Magie im alten Taubenschlag
Dieser alte Taubenschlag in Verbindung mit einem Getreidespeicher ist ein Ort der Stille, der Meditation und des Rückzuges in Portugal. Malerisch neben einem kleinen, von Steinen umrahmten Teich unter Bäumen gelegen, wurde er ursprünglich im späten 19. Jahrhundert errichtet. Auf seinen riesigen Steinfundamenten aus Granit diente er als Speicher für Mais. Ein klassisches Beispiel und Juwel der volkstümlichen Minho-Architektur*, renoviert und adaptiert durch Tiago do Vale Arq.tos.
Eigentlich waren es sogar zwei Speicher, die unter einem gemeinsamen Dach, welches den Taubenschlag beherbergte, vereint wurden. Der Raum zwischen den beiden wurde zum Trocknen von Getreide benutzt. Es war eine unübliche aber charmante Kombination dreier volkstümlicher Bauformen (Taubenschlag, Maisspeicher und Trockenkammer für Getreide), die aber für die Rekonstruktion einige Schwierigkeiten mit sich brachte. Aus Eichenholz erbaut, war die Struktur für ihre Zwecke unterdimensioniert. Und da der Bau keinerlei Pflege während seiner Lebensdauer erhalten hatte, war er total vermorscht, wurde nur noch durch Stahlkabel, die an den umliegenden Bäumen befestigt waren, aufrecht gehalten. Allerdings erlaubten die verrotteten Holzstücke noch eine genaue Dokumentation des Designs und der konstruktiven Technik von einst. So begann man Stück für Stück mit der Rekonstruktion in der Art, in welcher der „Ise Jingu“ Schrein alle 20 Jahre in Japan wieder erneuert wird. Allerdings hier im Maßstab der portugiesischen Volksarchitektur und unter Inanspruchnahme lokaler Bautraditionen.

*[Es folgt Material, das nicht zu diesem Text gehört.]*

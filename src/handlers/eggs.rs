use crate::core::error::PageError;
use crate::core::state::AppState;
use axum::{
    extract::{Path, State},
    response::Redirect,
};
use std::sync::Arc;
use tracing::debug;

/// Reveal the quote behind easter egg `index`
///
/// POST /eggs/{index}
pub async fn egg_handler(
    State(state): State<Arc<AppState>>,
    Path(index): Path<usize>,
) -> Result<Redirect, PageError> {
    let egg = state
        .eggs
        .select(index)
        .ok_or_else(|| PageError::NotFound(format!("Easter egg {}", index)))?;

    debug!(index = index, label = %egg.label, "Easter egg opened");
    Ok(Redirect::to("/#eggs"))
}
use crate::models::id::RecordId;
use serde::{Deserialize, Deserializer, Serialize};
use serde_json::Value;

/// Tags attached to every post submitted from the site
pub const POST_TAGS: [&str; 2] = ["campus", "chai"];

#[derive(Clone, Debug, PartialEq, Serialize, Deserialize)]
pub struct Post {
    pub id: RecordId,
    #[serde(default)]
    pub author_id: Option<RecordId>,
    pub text: String,
    #[serde(default, deserialize_with = "null_as_empty")]
    pub tags: Vec<String>,
    /// Creation time exactly as the backend sent it, string or epoch millis
    #[serde(default)]
    pub created_at: Option<Value>,
}

/// `null` and a missing field both read as an empty list
pub(crate) fn null_as_empty<'de, D>(deserializer: D) -> Result<Vec<String>, D::Error>
where
    D: Deserializer<'de>,
{
    Ok(Option::<Vec<String>>::deserialize(deserializer)?.unwrap_or_default())
}

/// Body of `POST /api/posts`
#[derive(Clone, Debug, PartialEq, Serialize, Deserialize)]
pub struct NewPost {
    pub author_id: RecordId,
    pub text: String,
    pub tags: Vec<String>,
}

impl NewPost {
    pub fn tagged(author_id: RecordId, text: String) -> Self {
        Self {
            author_id,
            text,
            tags: POST_TAGS.iter().map(|tag| tag.to_string()).collect(),
        }
    }
}
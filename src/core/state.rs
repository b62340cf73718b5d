// Application state (AppState)

use crate::api::client::BackendClient;
use crate::content::EASTER_EGGS;
use crate::core::config::Config;
use crate::models::cart::Cart;
use crate::stores::{eggs::EggBoard, feed::CommunityFeed, order_desk::OrderDesk, session::SessionContext};
use std::sync::Arc;

/// Shared application state
///
/// Holds the backend client and every piece of in-memory UI state. Nothing
/// here is persisted; a restart starts from an empty feed and no order.
#[derive(Clone)]
pub struct AppState {
    /// HTTP client for the chai backend
    pub backend: BackendClient,

    /// Demo identity resolved at startup
    pub session: Arc<SessionContext>,

    /// Community feed and post input
    pub feed: Arc<CommunityFeed>,

    /// Cart and tracked order
    pub orders: Arc<OrderDesk>,

    /// Easter-egg message
    pub eggs: Arc<EggBoard>,

    /// Configuration
    pub config: Arc<Config>,
}

impl AppState {
    pub fn new(config: Config, backend: BackendClient) -> Self {
        let config = Arc::new(config);

        Self {
            backend,
            session: Arc::new(SessionContext::new(config.demo.clone())),
            feed: Arc::new(CommunityFeed::new()),
            orders: Arc::new(OrderDesk::new(Cart::from(&config.cart))),
            eggs: Arc::new(EggBoard::new(EASTER_EGGS)),
            config,
        }
    }
}
use crate::core::config::LoggingConfig;
use tracing_subscriber::{layer::SubscriberExt, util::SubscriberInitExt, EnvFilter};

/// `RUST_LOG` wins over the configured level when it parses.
fn build_filter(config: &LoggingConfig, rust_log: Option<&str>) -> EnvFilter {
    rust_log
        .and_then(|directives| EnvFilter::try_new(directives).ok())
        .unwrap_or_else(|| EnvFilter::new(format!("{},chaiwala={}", config.level, config.level)))
}

fn wants_console(config: &LoggingConfig) -> bool {
    config.console || config.format == "console"
}

pub fn init_tracing(config: &LoggingConfig) {
    let rust_log = std::env::var(EnvFilter::DEFAULT_ENV).ok();
    let env_filter = build_filter(config, rust_log.as_deref());
    let registry = tracing_subscriber::registry().with(env_filter);

    if wants_console(config) {
        registry
            .with(
                tracing_subscriber::fmt::layer()
                    .compact()
                    .with_target(true)
                    .with_line_number(true),
            )
            .init();
    } else {
        registry
            .with(
                tracing_subscriber::fmt::layer()
                    .json()
                    .with_current_span(true)
                    .with_span_list(false),
            )
            .init();
    }
}
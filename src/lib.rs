pub mod core {
    pub mod config;
    pub mod error;
    pub mod state;
    pub mod routes;
    pub mod startup;
    pub mod tracing_init;
}

pub mod api {
    pub mod client;
}

pub mod models {
    pub mod id;
    pub mod user;
    pub mod post;
    pub mod order;
    pub mod cart;
}

pub mod stores {
    pub mod session;
    pub mod feed;
    pub mod order_desk;
    pub mod eggs;
}

pub mod services {
    pub mod outcome;
    pub mod bootstrap;
    pub mod community;
    pub mod ordering;
}

pub mod views {
    pub mod page;
}

pub mod handlers {
    pub mod page;
    pub mod community;
    pub mod order;
    pub mod eggs;
    pub mod health;
    pub mod fallback;
}

pub mod utils {
    pub mod sync;
    pub mod time;
}

pub mod content;
use crate::api::client::BackendClient;
use crate::core::error::BackendError;
use crate::stores::session::SessionContext;
use tracing::info;

/// How the demo identity was resolved
#[derive(Debug, Clone, Copy, PartialEq, Eq)]
pub enum Resolution {
    Existing,
    Created,
}

/// Resolve the demo identity: look it up by handle, create it on a miss.
///
/// On error the session is left unresolved and nothing is retried.
pub async fn bootstrap(
    session: &SessionContext,
    backend: &BackendClient,
) -> Result<Resolution, BackendError> {
    let handle = session.handle();

    if let Some(user) = backend.find_user(handle).await? {
        info!(handle = %handle, user_id = %user.id, "Adopted existing demo user");
        session.adopt(user);
        return Ok(Resolution::Existing);
    }

    let user = backend.create_user(&session.signup_request()).await?;
    info!(handle = %handle, user_id = %user.id, "Created demo user");
    session.adopt(user);

    Ok(Resolution::Created)
}
use crate::models::id::RecordId;
use serde::{Deserialize, Serialize};

/// A community member as returned by the backend
#[derive(Clone, Debug, PartialEq, Serialize, Deserialize)]
pub struct User {
    pub id: RecordId,
    /// Unique lookup key, e.g. `@rvu_guest`
    pub handle: String,
    #[serde(default)]
    pub name: String,
    /// Affiliation
    #[serde(default)]
    pub university: String,
    #[serde(default)]
    pub bio: String,
}

/// Body of `POST /api/users`
#[derive(Clone, Debug, PartialEq, Serialize, Deserialize)]
pub struct NewUser {
    pub handle: String,
    pub name: String,
    pub university: String,
    pub bio: String,
}
// HTTP routes configuration

use crate::core::state::AppState;
use axum::{
    routing::{get, post},
    Router,
};
use std::sync::Arc;

pub fn build_router(state: Arc<AppState>) -> Router {
    Router::new()
        .route("/", get(crate::handlers::page::page_handler))
        .route("/health", get(crate::handlers::health::health_handler))

        // Community feed actions
        .route("/community/posts", post(crate::handlers::community::submit_post_handler))
        .route("/community/refresh", post(crate::handlers::community::refresh_handler))

        // Order flow actions
        .route("/order/start", post(crate::handlers::order::start_order_handler))
        .route("/order/pay", post(crate::handlers::order::mock_pay_handler))

        .route("/eggs/{index}", post(crate::handlers::eggs::egg_handler))

        // 404 fallback for all unmatched routes
        .fallback(crate::handlers::fallback::fallback_handler)

        .with_state(state)
}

Das Resultat ist die Wiedererstehung einer Architektur, Element nach Element, mit all den tischlerischen und zimmermannsmäßigen Feinheiten, jedoch mit kleinen statischen und strukturellen Verbesserungen, die seine Sicherheit und den Fortbestand sichern sollen. Eine gewisse Anzahl von Aussteifungen wurde – entsprechend Beispielen aus der ländlichen Architektur der Region – an strategischen Punkten angebracht. Zwei hölzerne Klapptore führen in die Speicher und ein kleines Stiegenhaus macht den magischen Ort des Taubenschlages im Dach zugänglich.
Da sich auch die Zeit ändert, dient dieser Baumhaus—tempel heute weder der Taubenhaltung noch zu landwirtschaftlichen Zwecken und hat auch keine bestimmten Funktionen. Die wieder errichtete, kleine Architektur wird der Natur und der Zeit zur Verfügung stehen und sich den möglichen, unvorhersehbaren Nutzungen hingeben.
*Minho war von 1936 bis 1976 eine der elf Provinzen Portugals. Sie existieren heute nur noch in der Umgangssprache, oder in historisch begründeten Begriffen. Die als grüner Minho bekannte, niederschlagsreiche Provinz wurde nach dem Rio Minho benannt, und galt im Land schon immer als eine Wiege Portugals, mit seiner ersten Hauptstadt Guimarães, seinem religiösen Zentrum Braga und seinen lebendigen Traditionen, insbesondere in Volkstanz, Trachten, Gastronomie, Volksmusik und Architektur.